The researchers' protocol measured success by how many of the patients reached the normal range of ALT levels as long as the decline went down by 50%. The normal range is 45 U/L – which is a significant drop from the 65+ U/L levels – with some much higher.
The results were disappointing. There were only two people within each of the Silymarin treated groups, and two people in the placebo-group that satisfied the research protocol for success. That meant less than 4% of the Silymarin-treated patients were considered clinically improved.
However, when mean ALT levels among the treatment groups are compared, the placebo group's levels went down an average of 4.3 U/L, the 420 milligram Silymarin group's levels went down an average of 14.4 U/L, and the 700 milligram Silymarin group's levels went down by 11.3 U/L on average. This means that the liver inflammation reduction for the Silymarin groups were between two and three times that of the placebo group.
Still, their inflammation reduction was fairly low by treatment standards.
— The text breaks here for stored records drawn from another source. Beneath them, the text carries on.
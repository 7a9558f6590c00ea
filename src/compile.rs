use std::collections::{BTreeSet, HashSet};
use std::fmt::Write;

use crate::parse::parse_condition;
use crate::types::{
    BusinessRule, CompileError, CompiledRule, Condition, Expr, PathRegistry, RuleSet, RuleTarget,
    Value,
};

pub(crate) fn compile(rules: &[BusinessRule]) -> Result<RuleSet, CompileError> {
    check_duplicates(rules)?;

    let mut paths = PathRegistry::new();
    let mut compiled = Vec::with_capacity(rules.len());

    for (ordinal, rule) in rules.iter().enumerate() {
        let action = rule.action.ok_or_else(|| CompileError::MissingAction {
            rule: rule.id.clone(),
        })?;
        if let RuleTarget::Fields(names) = &rule.target
            && names.is_empty()
        {
            return Err(CompileError::EmptyTarget {
                rule: rule.id.clone(),
            });
        }

        // A condition that does not parse is kept; evaluation skips the rule.
        let condition = match &rule.condition {
            None => Ok(Expr::Literal(true)),
            Some(Condition::Expr(expr)) => Ok(expr.clone()),
            Some(Condition::Source(src)) => parse_condition(src).map_err(|e| e.to_string()),
        };
        if let Ok(expr) = &condition {
            let mut read = BTreeSet::new();
            expr.collect_paths(&mut read);
            for path in &read {
                paths.register(path);
            }
        }

        compiled.push(CompiledRule {
            id: rule.id.clone(),
            schema: rule.schema.clone(),
            target: rule.target.clone(),
            condition,
            priority: rule.priority,
            action,
            message: rule.message.clone(),
            ordinal,
        });
    }

    // Ascending priority; equal priorities keep declaration order so the later
    // declaration is applied later and wins.
    compiled.sort_by_key(|r| (r.priority, r.ordinal));

    let text = canonical_text(&compiled);
    let fingerprint = *blake3::hash(text.as_bytes()).as_bytes();

    Ok(RuleSet {
        rules: compiled,
        paths,
        fingerprint,
    })
}

fn check_duplicates(rules: &[BusinessRule]) -> Result<(), CompileError> {
    let mut seen = HashSet::new();
    for rule in rules {
        if !seen.insert(rule.id.as_str()) {
            return Err(CompileError::DuplicateRule {
                id: rule.id.clone(),
            });
        }
    }
    Ok(())
}

/// Rule-file rendering of compiled rules, in application order.
pub(crate) fn canonical_text(rules: &[CompiledRule]) -> String {
    let mut out = String::new();
    for rule in rules {
        let _ = write!(out, "rule {} (priority {})", rule.id, rule.priority);
        if let Some(schema) = &rule.schema {
            let _ = write!(out, " schema {schema}");
        }
        let _ = write!(out, " on {}:\n    ", rule.target);
        match &rule.condition {
            Ok(expr) => {
                let _ = write!(out, "{expr}");
            }
            Err(err) => {
                let _ = write!(out, "false # malformed: {}", err.replace('\n', " "));
            }
        }
        let _ = write!(out, "\n    => {}", rule.action);
        if let Some(message) = &rule.message {
            let _ = write!(out, " {}", Value::from(message.as_str()));
        }
        out.push('\n');
    }
    out
}
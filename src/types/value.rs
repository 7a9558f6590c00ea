use std::cmp::Ordering;
use std::fmt;

use serde::{Deserialize, Serialize};

use super::expr::CompareOp;

/// Dynamically typed slot used for defaults, constants, context attributes and
/// form values.
#[derive(Debug, Clone, PartialEq, Serialize, Deserialize)]
#[serde(untagged)]
pub enum Value {
    /// Absent / explicit null.
    Null,
    /// A boolean value.
    Bool(bool),
    /// A 64-bit signed integer.
    Int(i64),
    /// A 64-bit floating-point number.
    Float(f64),
    /// A UTF-8 string.
    String(String),
    /// An ordered list of values.
    List(Vec<Value>),
}

impl Value {
    /// Compare this value to another using the given operator.
    ///
    /// Returns `None` for incompatible types or unsupported operations
    /// (e.g. `Gt` on bools). `Null` compares equal only to `Null` and is
    /// unequal to everything else.
    #[must_use]
    pub fn compare(&self, op: CompareOp, other: &Value) -> Option<bool> {
        if matches!(self, Value::Null) || matches!(other, Value::Null) {
            let both = matches!((self, other), (Value::Null, Value::Null));
            return match op {
                CompareOp::Eq => Some(both),
                CompareOp::Neq => Some(!both),
                _ => None,
            };
        }
        if let (Value::List(a), Value::List(b)) = (self, other) {
            return match op {
                CompareOp::Eq => Some(a == b),
                CompareOp::Neq => Some(a != b),
                _ => None,
            };
        }
        let ord = self.partial_cmp_value(other)?;
        Some(match op {
            CompareOp::Eq => ord == Ordering::Equal,
            CompareOp::Neq => ord != Ordering::Equal,
            CompareOp::Gt => ord == Ordering::Greater,
            CompareOp::Gte => ord != Ordering::Less,
            CompareOp::Lt => ord == Ordering::Less,
            CompareOp::Lte => ord != Ordering::Greater,
        })
    }

    /// Loose equality used by `in` lists and discriminators: numeric values
    /// compare across int/float, everything else must match exactly.
    #[must_use]
    pub fn matches(&self, other: &Value) -> bool {
        self.compare(CompareOp::Eq, other).unwrap_or(false)
    }

    /// Short type name used in diagnostics.
    #[must_use]
    pub fn type_name(&self) -> &'static str {
        match self {
            Value::Null => "null",
            Value::Bool(_) => "bool",
            Value::Int(_) => "int",
            Value::Float(_) => "float",
            Value::String(_) => "string",
            Value::List(_) => "list",
        }
    }

    /// Feed an unambiguous encoding of this value into `hasher`.
    pub(crate) fn hash_into(&self, hasher: &mut blake3::Hasher) {
        match self {
            Value::Null => {
                hasher.update(&[0]);
            }
            Value::Bool(b) => {
                hasher.update(&[1, u8::from(*b)]);
            }
            Value::Int(i) => {
                hasher.update(&[2]);
                hasher.update(&i.to_le_bytes());
            }
            Value::Float(f) => {
                hasher.update(&[3]);
                hasher.update(&f.to_bits().to_le_bytes());
            }
            Value::String(s) => {
                hasher.update(&[4]);
                hasher.update(&(s.len() as u64).to_le_bytes());
                hasher.update(s.as_bytes());
            }
            Value::List(items) => {
                hasher.update(&[5]);
                hasher.update(&(items.len() as u64).to_le_bytes());
                for item in items {
                    item.hash_into(hasher);
                }
            }
        }
    }

    #[allow(clippy::cast_precision_loss)]
    fn partial_cmp_value(&self, other: &Value) -> Option<Ordering> {
        match (self, other) {
            (Value::Int(a), Value::Int(b)) => a.partial_cmp(b),
            (Value::Float(a), Value::Float(b)) => a.partial_cmp(b),
            (Value::Int(a), Value::Float(b)) => (*a as f64).partial_cmp(b),
            (Value::Float(a), Value::Int(b)) => a.partial_cmp(&(*b as f64)),
            // Only equality comparisons are meaningful for bools
            (Value::Bool(a), Value::Bool(b)) => Some(a.cmp(b)),
            (Value::String(a), Value::String(b)) => a.partial_cmp(b),
            _ => None,
        }
    }
}

impl From<i64> for Value {
    fn from(v: i64) -> Self {
        Value::Int(v)
    }
}

impl From<f64> for Value {
    fn from(v: f64) -> Self {
        Value::Float(v)
    }
}

impl From<bool> for Value {
    fn from(v: bool) -> Self {
        Value::Bool(v)
    }
}

impl From<&str> for Value {
    fn from(v: &str) -> Self {
        Value::String(v.to_owned())
    }
}

impl From<String> for Value {
    fn from(v: String) -> Self {
        Value::String(v)
    }
}

impl<T: Into<Value>> From<Vec<T>> for Value {
    fn from(v: Vec<T>) -> Self {
        Value::List(v.into_iter().map(Into::into).collect())
    }
}

impl fmt::Display for Value {
    fn fmt(&self, f: &mut fmt::Formatter<'_>) -> fmt::Result {
        match self {
            Value::Null => write!(f, "null"),
            Value::Bool(v) => write!(f, "{v}"),
            Value::Int(v) => write!(f, "{v}"),
            // Debug keeps the trailing `.0` so the literal re-parses as a float
            Value::Float(v) => write!(f, "{v:?}"),
            Value::String(v) => {
                write!(f, "\"")?;
                for c in v.chars() {
                    match c {
                        '"' => write!(f, "\\\"")?,
                        '\\' => write!(f, "\\\\")?,
                        '\n' => write!(f, "\\n")?,
                        '\t' => write!(f, "\\t")?,
                        c => write!(f, "{c}")?,
                    }
                }
                write!(f, "\"")
            }
            Value::List(items) => {
                write!(f, "[")?;
                for (i, item) in items.iter().enumerate() {
                    if i > 0 {
                        write!(f, ", ")?;
                    }
                    write!(f, "{item}")?;
                }
                write!(f, "]")
            }
        }
    }
}

#[cfg(test)]
mod tests {
    use super::*;

    #[test]
    fn from_primitives() {
        assert_eq!(Value::from(42_i64), Value::Int(42));
        assert_eq!(Value::from(1.5_f64), Value::Float(1.5));
        assert_eq!(Value::from(true), Value::Bool(true));
        assert_eq!(Value::from("hello"), Value::String("hello".to_owned()));
        assert_eq!(
            Value::from(vec!["a", "b"]),
            Value::List(vec![Value::from("a"), Value::from("b")])
        );
    }

    #[test]
    fn display() {
        assert_eq!(Value::Int(42).to_string(), "42");
        assert_eq!(Value::Float(3.0).to_string(), "3.0");
        assert_eq!(Value::Bool(true).to_string(), "true");
        assert_eq!(Value::Null.to_string(), "null");
        assert_eq!(Value::String("a\"b".into()).to_string(), r#""a\"b""#);
        assert_eq!(
            Value::from(vec![1_i64, 2]).to_string(),
            "[1, 2]"
        );
    }

    #[test]
    fn compare_int() {
        let a = Value::Int(10);
        let b = Value::Int(20);
        assert_eq!(a.compare(CompareOp::Eq, &b), Some(false));
        assert_eq!(a.compare(CompareOp::Neq, &b), Some(true));
        assert_eq!(a.compare(CompareOp::Lt, &b), Some(true));
        assert_eq!(a.compare(CompareOp::Lte, &b), Some(true));
        assert_eq!(a.compare(CompareOp::Gt, &b), Some(false));
        assert_eq!(a.compare(CompareOp::Gte, &a), Some(true));
    }

    #[test]
    fn compare_int_float_cross_type() {
        let i = Value::Int(10);
        let f = Value::Float(10.0);
        assert_eq!(i.compare(CompareOp::Eq, &f), Some(true));
        assert_eq!(f.compare(CompareOp::Eq, &i), Some(true));
        assert!(Value::Float(10.5).matches(&Value::Float(10.5)));
    }

    #[test]
    fn compare_null() {
        assert_eq!(Value::Null.compare(CompareOp::Eq, &Value::Null), Some(true));
        assert_eq!(
            Value::Null.compare(CompareOp::Neq, &Value::Int(1)),
            Some(true)
        );
        assert_eq!(Value::Null.compare(CompareOp::Gt, &Value::Int(1)), None);
    }

    #[test]
    fn compare_type_mismatch_returns_none() {
        let i = Value::Int(1);
        let s = Value::String("hello".into());
        assert_eq!(i.compare(CompareOp::Eq, &s), None);
        assert_eq!(i.compare(CompareOp::Eq, &Value::Bool(true)), None);
        assert!(!i.matches(&s));
    }

    #[test]
    fn deserializes_from_plain_json() {
        let v: Vec<Value> = serde_json::from_str(r#"[null, true, 3, 3.5, "x", [1]]"#).unwrap();
        assert_eq!(
            v,
            vec![
                Value::Null,
                Value::Bool(true),
                Value::Int(3),
                Value::Float(3.5),
                Value::String("x".into()),
                Value::List(vec![Value::Int(1)]),
            ]
        );
    }

    #[test]
    fn hash_distinguishes_types() {
        let digest = |v: &Value| {
            let mut h = blake3::Hasher::new();
            v.hash_into(&mut h);
            h.finalize()
        };
        assert_ne!(digest(&Value::Int(1)), digest(&Value::Float(1.0)));
        assert_ne!(digest(&Value::from("1")), digest(&Value::Int(1)));
        assert_eq!(digest(&Value::from("a")), digest(&Value::from("a")));
    }
}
The researchers concluded that, "higher than customary doses of Silymarin did not significantly reduce serum ALT levels more than placebo in participants with chronic HCV infection unsuccessfully treated with interferon-based therapy." The operator here is "significantly." This did not mean that Silymarin did not reduce ALT levels. It also does not clarify that ALT levels were lower among the 420-milligram group.
While this study certainly appraises the use of Silymarin as not very beneficial, quite contrary to the Iranian study, there are caveats to consider. It should also be noted that the Iranian study did not use a placebo, but rather simply measured enzyme levels before and after treatment, with the patients all knowing they were in the treatment group. This could have swung the results towards the positive.
Does this mean that Silymarin and thus Milk thistle is useless for hepatitis-C infections?
This was the conclusion of researchers from the University of Calgary, who published a 2005 study that reviewed the research to date on Silymarin for chronic hepatitis C and B infections. They found that while Silymarin was effective in decreasing serum transaminases (ALT and AST) in most of the research, there was little evidence showing its effectiveness in reducing viral hepatitis C and B infections.
The Big Caveats: Milk thistle constituents and their delivery
Last December a study from the University of North Carolina's Eshelman School of Pharmacy shed light on the relative differences in efficacy between liver inflammation and hepatitis-C. The researchers gave patients with either non-cirrhosis liver disease or hepatitis-C either doses of Silymarin or placebo every eight hours for a week. Every 48 hours they sampled the subjects' blood and measured circulating levels of Silymarin constituents (flavonolignans) and their conjugates.